Publié le Jeudi 18 novembre 2021 à 08h00.

Nicaragua : les votes nuls confirment la farce de la réélection de Daniel Ortega

Alors qu’à l’intérieur et à l’extérieur du Nicaragua, diverses voix allant des médias, aux gouvernements, en passant par des activistes et des citoyens en exil appelaient à boycotter l’élection présidentielle du dimanche 7 novembre, une « foule » de 155 854 personnes a pris une autre direction en se rendant aux urnes, sans tapage ni manifestation, pour annuler ses bulletins de vote.

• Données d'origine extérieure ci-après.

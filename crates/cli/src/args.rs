//! CLI argument definitions

use clap::{Args, Parser, Subcommand};
use std::path::PathBuf;

/// listing-guard: moderation, image checks and discovery tags for property listings
#[derive(Parser, Debug)]
#[command(name = "listing-guard")]
#[command(author, version, about, long_about = None)]
pub struct Cli {
    /// Path to configuration file
    #[arg(short, long, global = true)]
    pub config: Option<PathBuf>,

    /// Log level (trace, debug, info, warn, error)
    #[arg(long, global = true)]
    pub log_level: Option<String>,

    #[command(subcommand)]
    pub command: Commands,
}

#[derive(Subcommand, Debug)]
pub enum Commands {
    /// Moderate a listing title and description
    Moderate(ModerateArgs),

    /// Validate an image file against upload limits
    CheckImage(CheckImageArgs),

    /// Generate discovery tags for a listing
    Tags(TagsArgs),

    /// Look up tags matching a search query
    Search(SearchArgs),

    /// Screen a full submission (text, attributes and images)
    Screen(ScreenArgs),

    /// Import listings into the listing store
    Import(ImportArgs),

    /// Run a retroactive migration job over stored listings
    Migrate(MigrateArgs),

    /// Inspect and validate rule tables
    Rules(RulesArgs),

    /// Configuration management
    Config(ConfigArgs),

    /// Validate configuration and show status
    Doctor(DoctorArgs),
}

#[derive(Args, Debug)]
pub struct ModerateArgs {
    /// Listing title
    #[arg(long)]
    pub title: String,

    /// Listing description
    #[arg(long)]
    pub description: Option<String>,

    /// Output as JSON
    #[arg(long)]
    pub json: bool,
}

#[derive(Args, Debug)]
pub struct CheckImageArgs {
    /// Image file to check
    #[arg(long)]
    pub file: PathBuf,

    /// Filename to validate the extension against (defaults to the file's name)
    #[arg(long)]
    pub name: Option<String>,

    /// Output as JSON
    #[arg(long)]
    pub json: bool,
}

#[derive(Args, Debug)]
pub struct TagsArgs {
    /// Listing headline
    #[arg(long)]
    pub title: String,

    /// Free-text description
    #[arg(long)]
    pub description: Option<String>,

    /// City name
    #[arg(long)]
    pub city: Option<String>,

    /// Asking price (or monthly rent)
    #[arg(long)]
    pub price: Option<f64>,

    /// Bedroom count
    #[arg(long)]
    pub bedrooms: Option<u32>,

    /// Listing type, e.g. sale, rental, lease
    #[arg(long)]
    pub listing_type: Option<String>,

    /// Output as JSON
    #[arg(long)]
    pub json: bool,
}

#[derive(Args, Debug)]
pub struct SearchArgs {
    /// Free-text query
    #[arg(required_unless_present = "all", conflicts_with = "all")]
    pub query: Option<String>,

    /// List every searchable keyword instead
    #[arg(long)]
    pub all: bool,

    /// Output as JSON
    #[arg(long)]
    pub json: bool,
}

#[derive(Args, Debug)]
pub struct ScreenArgs {
    /// JSON submission file; image paths are relative to it
    #[arg(long)]
    pub file: PathBuf,

    /// Output as JSON
    #[arg(long)]
    pub json: bool,
}

#[derive(Args, Debug)]
pub struct ImportArgs {
    /// JSON Lines file, one listing record per line
    #[arg(long)]
    pub file: PathBuf,

    /// Override listing store database path
    #[arg(long)]
    pub db: Option<PathBuf>,
}

#[derive(Args, Debug)]
pub struct MigrateArgs {
    #[command(subcommand)]
    pub command: MigrateCommands,

    /// Override listing store database path
    #[arg(long, global = true)]
    pub db: Option<PathBuf>,

    /// Compute changes without writing them
    #[arg(long, global = true)]
    pub dry_run: bool,

    /// Output the run report as JSON
    #[arg(long, global = true)]
    pub json: bool,
}

#[derive(Subcommand, Debug)]
pub enum MigrateCommands {
    /// Recompute every listing's tags from the current rules
    Retag,

    /// Append a tag to every listing that has a feature flag
    Patch {
        /// Feature flag selecting the listings, e.g. paid_open_house
        #[arg(long)]
        feature: String,

        /// Tag to append, e.g. #OpenHouse
        #[arg(long)]
        tag: String,
    },
}

#[derive(Args, Debug)]
pub struct RulesArgs {
    #[command(subcommand)]
    pub command: RulesCommands,
}

#[derive(Subcommand, Debug)]
pub enum RulesCommands {
    /// Validate a rulebook file (or the configured/builtin rulebook)
    Validate {
        /// Rulebook file to validate
        #[arg(long)]
        path: Option<PathBuf>,
    },

    /// Print the builtin rulebook as TOML
    Export,

    /// Print the fingerprint of the active rulebook
    Fingerprint,
}

#[derive(Args, Debug)]
pub struct ConfigArgs {
    #[command(subcommand)]
    pub command: ConfigCommands,
}

#[derive(Subcommand, Debug)]
pub enum ConfigCommands {
    /// Generate example configuration file
    Init {
        /// Path to write config file
        #[arg(long, default_value = "./config.toml")]
        path: PathBuf,

        /// Overwrite existing file
        #[arg(long)]
        force: bool,
    },

    /// Print the effective configuration after environment overrides
    Show {
        /// Output as JSON instead of TOML
        #[arg(long)]
        json: bool,
    },
}

#[derive(Args, Debug)]
pub struct DoctorArgs {
    /// Output as JSON
    #[arg(long)]
    pub json: bool,
}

Ce mouvement, qui n’a pas de leaders, est arrivé en troisième position, sans être détecté par les centaines de policiers et de paramilitaires qui étaient à l’affût des « non-conformistes ».

Protestation silencieuse

Alors que Daniel Ortega et son épouse Rosario Murillo [vice-présidente] se préparent à célébrer une troisième réélection présidentielle qui les maintiendra au pouvoir jusqu’en 2027, le nombre de votes nuls au Nicaragua s’est hissé au troisième rang, dépassant de loin quatre des cinq partis collaborationnistes qui ont participé aux élections de dimanche dernier. Une sorte de protestation silencieuse de personnes qui se sont mobilisées au sein des bureaux de vote et ont annulé leur vote sur leur bulletin.

Sans représentants de l’opposition ni campagnes publiques contre le régime Ortega-Murillo, les votes nuls ont atteint 155 854, seulement dépassés par les 372 648 voix du Parti libéral constitutionnaliste (PLC) dont le candidat était Walter Espinoza et par l’alliance dirigée par le Front sandiniste de libération nationale (FSLN) avec 2 100 322 bulletins en leur faveur.

Une base de données compilée par El Faro à partir des résultats préliminaires du Conseil suprême électoral (CSE) montre que les votes nuls l’emportent sur quatre partis collaborationnistes : Camino Cristiano Nicaragüense (CNN), Alianza Liberal Nicaragüense, Alianza por la República (APRE) et Partido Liberal Independiente (PLI).

Selon les chiffres officiels le taux de participation a été de 65,25 % sur le corps électoral de 4 478 334 personnes. Mais, l’Observatorio Ciudadano Urnas Abiertas a indiqué que le taux d’abstention était de 81 %.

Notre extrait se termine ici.